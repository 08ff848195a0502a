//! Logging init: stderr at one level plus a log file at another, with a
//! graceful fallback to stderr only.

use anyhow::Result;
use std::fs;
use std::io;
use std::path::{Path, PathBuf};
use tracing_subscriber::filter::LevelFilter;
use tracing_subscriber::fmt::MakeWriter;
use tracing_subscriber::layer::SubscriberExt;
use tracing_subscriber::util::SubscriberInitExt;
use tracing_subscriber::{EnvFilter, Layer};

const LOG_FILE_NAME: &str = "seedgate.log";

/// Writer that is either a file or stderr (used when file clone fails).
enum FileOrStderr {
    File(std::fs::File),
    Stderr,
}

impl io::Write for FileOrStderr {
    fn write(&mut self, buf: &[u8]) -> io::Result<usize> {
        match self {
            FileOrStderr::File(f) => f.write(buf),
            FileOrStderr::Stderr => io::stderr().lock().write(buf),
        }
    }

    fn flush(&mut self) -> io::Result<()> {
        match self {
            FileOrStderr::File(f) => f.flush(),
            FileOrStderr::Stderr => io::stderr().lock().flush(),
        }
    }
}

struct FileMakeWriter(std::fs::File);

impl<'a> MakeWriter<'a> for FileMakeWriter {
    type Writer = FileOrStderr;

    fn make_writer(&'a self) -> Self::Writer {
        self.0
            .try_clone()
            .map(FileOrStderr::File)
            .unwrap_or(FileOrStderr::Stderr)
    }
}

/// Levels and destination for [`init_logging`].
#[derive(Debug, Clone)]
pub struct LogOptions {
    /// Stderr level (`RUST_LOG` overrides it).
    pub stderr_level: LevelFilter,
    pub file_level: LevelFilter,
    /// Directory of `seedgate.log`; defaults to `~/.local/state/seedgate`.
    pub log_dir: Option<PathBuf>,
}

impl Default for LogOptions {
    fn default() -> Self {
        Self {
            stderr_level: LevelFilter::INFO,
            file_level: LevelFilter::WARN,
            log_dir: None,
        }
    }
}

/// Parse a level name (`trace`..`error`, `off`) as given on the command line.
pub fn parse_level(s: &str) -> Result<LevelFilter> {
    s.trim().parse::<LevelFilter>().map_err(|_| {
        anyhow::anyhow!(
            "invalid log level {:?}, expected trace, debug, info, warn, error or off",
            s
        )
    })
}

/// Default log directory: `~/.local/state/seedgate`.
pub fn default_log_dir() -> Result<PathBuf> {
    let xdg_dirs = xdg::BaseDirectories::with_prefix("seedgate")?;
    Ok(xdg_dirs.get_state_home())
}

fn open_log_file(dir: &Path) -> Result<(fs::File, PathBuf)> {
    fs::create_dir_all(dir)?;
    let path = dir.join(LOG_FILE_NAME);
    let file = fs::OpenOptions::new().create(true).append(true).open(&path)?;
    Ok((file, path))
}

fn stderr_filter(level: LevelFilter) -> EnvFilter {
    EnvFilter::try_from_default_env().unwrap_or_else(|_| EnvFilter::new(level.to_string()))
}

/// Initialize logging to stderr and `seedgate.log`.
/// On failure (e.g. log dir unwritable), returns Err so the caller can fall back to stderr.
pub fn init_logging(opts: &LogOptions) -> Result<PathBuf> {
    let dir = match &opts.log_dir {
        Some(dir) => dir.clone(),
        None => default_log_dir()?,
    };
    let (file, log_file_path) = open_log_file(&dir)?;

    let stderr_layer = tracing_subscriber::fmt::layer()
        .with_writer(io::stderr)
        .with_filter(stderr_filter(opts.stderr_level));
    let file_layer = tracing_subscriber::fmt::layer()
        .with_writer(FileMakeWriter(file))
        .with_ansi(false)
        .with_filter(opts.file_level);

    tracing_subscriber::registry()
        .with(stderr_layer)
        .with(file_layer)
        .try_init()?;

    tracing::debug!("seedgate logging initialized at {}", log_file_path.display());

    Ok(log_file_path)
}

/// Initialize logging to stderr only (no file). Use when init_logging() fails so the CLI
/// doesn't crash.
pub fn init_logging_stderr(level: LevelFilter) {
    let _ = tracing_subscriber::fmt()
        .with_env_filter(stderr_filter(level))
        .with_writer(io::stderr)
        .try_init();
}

--

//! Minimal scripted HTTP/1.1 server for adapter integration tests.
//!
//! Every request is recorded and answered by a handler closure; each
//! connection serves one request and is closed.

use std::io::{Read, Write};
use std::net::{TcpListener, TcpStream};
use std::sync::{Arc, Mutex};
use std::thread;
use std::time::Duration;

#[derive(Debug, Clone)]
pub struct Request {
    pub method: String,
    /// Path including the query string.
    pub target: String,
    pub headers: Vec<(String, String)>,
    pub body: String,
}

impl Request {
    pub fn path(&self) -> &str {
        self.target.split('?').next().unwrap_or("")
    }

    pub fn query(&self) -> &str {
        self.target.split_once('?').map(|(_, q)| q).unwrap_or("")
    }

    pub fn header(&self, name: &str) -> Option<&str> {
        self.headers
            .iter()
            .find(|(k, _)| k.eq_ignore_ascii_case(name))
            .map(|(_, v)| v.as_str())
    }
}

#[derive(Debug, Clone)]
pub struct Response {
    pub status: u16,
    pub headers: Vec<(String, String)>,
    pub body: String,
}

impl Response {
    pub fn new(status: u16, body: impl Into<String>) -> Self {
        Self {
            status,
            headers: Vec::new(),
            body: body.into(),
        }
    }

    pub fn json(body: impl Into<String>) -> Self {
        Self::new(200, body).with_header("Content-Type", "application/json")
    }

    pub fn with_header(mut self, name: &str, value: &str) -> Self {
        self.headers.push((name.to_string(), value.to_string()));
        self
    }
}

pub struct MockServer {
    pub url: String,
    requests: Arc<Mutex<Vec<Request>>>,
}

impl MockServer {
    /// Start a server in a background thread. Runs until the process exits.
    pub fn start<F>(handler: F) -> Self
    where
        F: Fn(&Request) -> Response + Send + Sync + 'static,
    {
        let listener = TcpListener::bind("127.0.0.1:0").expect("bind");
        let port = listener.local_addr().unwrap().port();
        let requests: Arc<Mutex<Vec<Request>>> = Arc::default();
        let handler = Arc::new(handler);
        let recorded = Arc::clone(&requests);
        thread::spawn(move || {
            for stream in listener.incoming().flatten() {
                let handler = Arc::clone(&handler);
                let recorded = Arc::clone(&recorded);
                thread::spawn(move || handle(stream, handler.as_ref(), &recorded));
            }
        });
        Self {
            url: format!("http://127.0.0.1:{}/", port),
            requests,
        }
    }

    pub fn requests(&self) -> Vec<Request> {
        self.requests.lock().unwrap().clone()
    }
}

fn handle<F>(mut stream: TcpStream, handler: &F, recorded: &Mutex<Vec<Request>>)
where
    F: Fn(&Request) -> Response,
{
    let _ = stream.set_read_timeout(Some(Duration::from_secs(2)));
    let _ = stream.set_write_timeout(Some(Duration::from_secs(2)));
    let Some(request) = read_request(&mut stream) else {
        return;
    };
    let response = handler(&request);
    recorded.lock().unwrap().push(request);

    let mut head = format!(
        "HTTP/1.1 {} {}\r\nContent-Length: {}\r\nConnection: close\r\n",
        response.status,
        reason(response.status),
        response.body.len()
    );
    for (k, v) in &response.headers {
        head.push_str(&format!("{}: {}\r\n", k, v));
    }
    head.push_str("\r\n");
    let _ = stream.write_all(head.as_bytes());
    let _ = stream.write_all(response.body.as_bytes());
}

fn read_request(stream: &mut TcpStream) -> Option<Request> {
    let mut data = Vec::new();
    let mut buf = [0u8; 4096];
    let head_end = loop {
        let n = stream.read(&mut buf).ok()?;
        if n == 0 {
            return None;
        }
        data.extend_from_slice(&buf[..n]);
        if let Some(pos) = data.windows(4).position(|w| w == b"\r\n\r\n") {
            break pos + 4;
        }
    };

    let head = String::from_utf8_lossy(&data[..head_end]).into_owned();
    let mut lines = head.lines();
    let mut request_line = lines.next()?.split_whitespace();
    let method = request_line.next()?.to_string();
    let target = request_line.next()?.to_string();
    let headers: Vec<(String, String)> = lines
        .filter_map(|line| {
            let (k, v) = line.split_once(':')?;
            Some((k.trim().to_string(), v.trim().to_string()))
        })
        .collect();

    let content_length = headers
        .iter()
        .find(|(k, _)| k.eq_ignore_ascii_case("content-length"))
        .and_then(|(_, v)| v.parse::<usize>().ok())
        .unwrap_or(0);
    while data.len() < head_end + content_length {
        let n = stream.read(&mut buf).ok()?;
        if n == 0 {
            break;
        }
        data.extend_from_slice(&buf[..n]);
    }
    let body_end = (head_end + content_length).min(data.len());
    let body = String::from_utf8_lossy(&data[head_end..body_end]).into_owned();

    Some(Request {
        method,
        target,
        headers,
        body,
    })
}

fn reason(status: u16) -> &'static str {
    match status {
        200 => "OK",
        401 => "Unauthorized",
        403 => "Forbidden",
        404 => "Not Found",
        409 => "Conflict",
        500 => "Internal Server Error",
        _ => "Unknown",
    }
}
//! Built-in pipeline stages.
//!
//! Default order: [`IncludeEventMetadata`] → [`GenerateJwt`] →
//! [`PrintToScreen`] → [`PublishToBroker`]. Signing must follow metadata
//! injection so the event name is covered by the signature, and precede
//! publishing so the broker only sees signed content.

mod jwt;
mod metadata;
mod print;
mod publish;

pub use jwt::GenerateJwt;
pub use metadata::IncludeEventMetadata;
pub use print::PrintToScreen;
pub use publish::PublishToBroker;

---

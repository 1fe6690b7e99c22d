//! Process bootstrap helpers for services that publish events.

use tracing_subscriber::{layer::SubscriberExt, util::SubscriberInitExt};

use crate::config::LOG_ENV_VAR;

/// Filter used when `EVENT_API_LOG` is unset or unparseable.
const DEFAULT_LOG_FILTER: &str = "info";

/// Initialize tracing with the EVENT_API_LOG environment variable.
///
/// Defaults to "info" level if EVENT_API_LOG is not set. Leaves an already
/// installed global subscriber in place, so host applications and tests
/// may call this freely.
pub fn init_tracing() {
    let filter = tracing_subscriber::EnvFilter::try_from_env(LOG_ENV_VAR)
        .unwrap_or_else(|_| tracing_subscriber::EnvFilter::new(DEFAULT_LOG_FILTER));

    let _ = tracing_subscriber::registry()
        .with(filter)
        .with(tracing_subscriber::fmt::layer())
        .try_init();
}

• Directions for this task: Set down, unchanged, only those lines above that fall between the line with "pub use print::PrintToScreen;" and the line with "pub use publish::PublishToBroker;", the two end lines included.

• Expected answer:
pub use print::PrintToScreen;
pub use publish::PublishToBroker;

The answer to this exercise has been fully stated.